The task >> In the records below, count every line containing "attempt". Reply with the number only.

Dataset records >>
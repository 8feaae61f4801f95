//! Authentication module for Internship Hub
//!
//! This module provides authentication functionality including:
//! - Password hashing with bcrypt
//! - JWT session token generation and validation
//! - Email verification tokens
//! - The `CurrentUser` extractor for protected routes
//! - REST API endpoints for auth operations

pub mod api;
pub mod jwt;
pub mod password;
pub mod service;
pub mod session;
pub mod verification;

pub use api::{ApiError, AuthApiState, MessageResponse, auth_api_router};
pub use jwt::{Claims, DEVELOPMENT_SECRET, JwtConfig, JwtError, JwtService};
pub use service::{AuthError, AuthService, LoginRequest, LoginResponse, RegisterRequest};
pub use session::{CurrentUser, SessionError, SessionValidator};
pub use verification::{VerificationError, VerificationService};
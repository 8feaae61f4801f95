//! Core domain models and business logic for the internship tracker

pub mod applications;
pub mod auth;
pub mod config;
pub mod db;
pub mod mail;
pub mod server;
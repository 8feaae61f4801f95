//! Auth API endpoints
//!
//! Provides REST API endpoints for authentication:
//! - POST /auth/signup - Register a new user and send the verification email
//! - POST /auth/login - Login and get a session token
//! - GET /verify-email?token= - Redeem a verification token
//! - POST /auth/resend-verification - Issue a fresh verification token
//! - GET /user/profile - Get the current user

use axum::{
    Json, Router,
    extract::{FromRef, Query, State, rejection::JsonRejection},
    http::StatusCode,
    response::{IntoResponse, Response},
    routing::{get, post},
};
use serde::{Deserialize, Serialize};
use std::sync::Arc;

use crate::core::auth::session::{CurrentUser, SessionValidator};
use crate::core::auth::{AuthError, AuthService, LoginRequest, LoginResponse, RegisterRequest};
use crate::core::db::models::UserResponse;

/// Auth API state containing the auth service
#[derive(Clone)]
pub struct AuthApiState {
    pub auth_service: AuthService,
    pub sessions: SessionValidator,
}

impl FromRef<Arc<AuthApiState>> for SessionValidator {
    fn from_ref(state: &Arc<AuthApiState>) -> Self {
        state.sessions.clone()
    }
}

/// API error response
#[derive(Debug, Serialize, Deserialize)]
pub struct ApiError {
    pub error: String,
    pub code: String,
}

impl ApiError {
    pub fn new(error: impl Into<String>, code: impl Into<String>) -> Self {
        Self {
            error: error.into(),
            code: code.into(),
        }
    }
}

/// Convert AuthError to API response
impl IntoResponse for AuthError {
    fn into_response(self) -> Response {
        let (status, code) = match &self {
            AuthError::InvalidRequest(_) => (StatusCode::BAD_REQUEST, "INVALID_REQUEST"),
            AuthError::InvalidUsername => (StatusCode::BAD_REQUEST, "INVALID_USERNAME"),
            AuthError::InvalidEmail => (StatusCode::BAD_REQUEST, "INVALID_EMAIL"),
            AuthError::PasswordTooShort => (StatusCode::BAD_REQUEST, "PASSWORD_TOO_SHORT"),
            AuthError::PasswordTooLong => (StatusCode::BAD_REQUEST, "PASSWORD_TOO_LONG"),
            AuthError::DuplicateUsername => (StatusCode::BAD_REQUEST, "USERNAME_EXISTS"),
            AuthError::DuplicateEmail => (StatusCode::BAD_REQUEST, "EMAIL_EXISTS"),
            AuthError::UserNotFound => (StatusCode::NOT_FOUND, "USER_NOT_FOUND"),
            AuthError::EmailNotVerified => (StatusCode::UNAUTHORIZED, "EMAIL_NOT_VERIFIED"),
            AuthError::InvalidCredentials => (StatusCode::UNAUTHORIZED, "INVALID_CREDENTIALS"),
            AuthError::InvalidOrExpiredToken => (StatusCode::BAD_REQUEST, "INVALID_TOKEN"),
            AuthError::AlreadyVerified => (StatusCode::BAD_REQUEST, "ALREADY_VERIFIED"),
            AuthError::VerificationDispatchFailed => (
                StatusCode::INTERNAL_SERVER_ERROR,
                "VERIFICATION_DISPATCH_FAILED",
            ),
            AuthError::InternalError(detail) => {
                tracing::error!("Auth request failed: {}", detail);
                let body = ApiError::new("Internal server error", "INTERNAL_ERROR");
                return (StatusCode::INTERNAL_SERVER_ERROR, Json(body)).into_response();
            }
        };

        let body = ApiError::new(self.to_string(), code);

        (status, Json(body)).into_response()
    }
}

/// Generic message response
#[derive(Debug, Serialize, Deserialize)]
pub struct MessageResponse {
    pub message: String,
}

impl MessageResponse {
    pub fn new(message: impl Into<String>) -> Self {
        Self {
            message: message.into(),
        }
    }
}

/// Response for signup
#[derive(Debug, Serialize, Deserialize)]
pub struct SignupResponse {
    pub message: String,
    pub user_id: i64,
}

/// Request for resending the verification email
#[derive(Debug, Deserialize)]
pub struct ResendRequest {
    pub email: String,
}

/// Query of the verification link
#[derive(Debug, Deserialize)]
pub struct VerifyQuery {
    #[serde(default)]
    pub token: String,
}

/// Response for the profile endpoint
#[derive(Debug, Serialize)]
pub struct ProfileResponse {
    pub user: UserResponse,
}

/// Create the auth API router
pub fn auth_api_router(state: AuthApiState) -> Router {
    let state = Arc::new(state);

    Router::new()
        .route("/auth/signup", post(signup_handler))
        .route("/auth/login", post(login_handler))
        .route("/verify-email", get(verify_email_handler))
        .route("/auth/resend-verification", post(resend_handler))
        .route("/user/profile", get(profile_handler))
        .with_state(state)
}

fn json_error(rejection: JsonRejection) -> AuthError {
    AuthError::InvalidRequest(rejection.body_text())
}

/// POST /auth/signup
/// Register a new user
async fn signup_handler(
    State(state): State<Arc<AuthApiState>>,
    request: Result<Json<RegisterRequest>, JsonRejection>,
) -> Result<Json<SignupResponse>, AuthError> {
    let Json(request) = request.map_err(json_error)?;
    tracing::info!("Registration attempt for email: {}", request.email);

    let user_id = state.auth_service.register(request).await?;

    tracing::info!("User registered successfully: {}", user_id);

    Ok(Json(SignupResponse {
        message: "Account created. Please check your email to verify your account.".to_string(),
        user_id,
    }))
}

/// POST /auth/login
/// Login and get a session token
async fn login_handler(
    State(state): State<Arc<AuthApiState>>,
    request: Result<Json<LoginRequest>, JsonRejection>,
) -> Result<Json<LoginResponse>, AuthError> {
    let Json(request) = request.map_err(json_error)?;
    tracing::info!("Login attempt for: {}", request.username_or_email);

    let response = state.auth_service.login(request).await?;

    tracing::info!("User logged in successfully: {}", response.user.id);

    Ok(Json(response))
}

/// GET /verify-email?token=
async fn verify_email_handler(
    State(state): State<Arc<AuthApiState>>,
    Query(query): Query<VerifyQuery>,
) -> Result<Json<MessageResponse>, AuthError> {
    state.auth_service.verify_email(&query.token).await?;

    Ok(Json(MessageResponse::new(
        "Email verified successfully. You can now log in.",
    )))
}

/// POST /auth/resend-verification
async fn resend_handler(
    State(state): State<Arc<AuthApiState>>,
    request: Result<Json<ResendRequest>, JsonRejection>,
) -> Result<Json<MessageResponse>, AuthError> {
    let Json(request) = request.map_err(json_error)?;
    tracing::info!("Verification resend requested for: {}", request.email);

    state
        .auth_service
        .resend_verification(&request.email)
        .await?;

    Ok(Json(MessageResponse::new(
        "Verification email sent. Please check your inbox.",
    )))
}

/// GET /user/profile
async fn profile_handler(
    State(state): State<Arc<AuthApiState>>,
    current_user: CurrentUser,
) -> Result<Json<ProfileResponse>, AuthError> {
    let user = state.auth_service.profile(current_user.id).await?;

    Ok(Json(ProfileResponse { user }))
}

Task result >> 2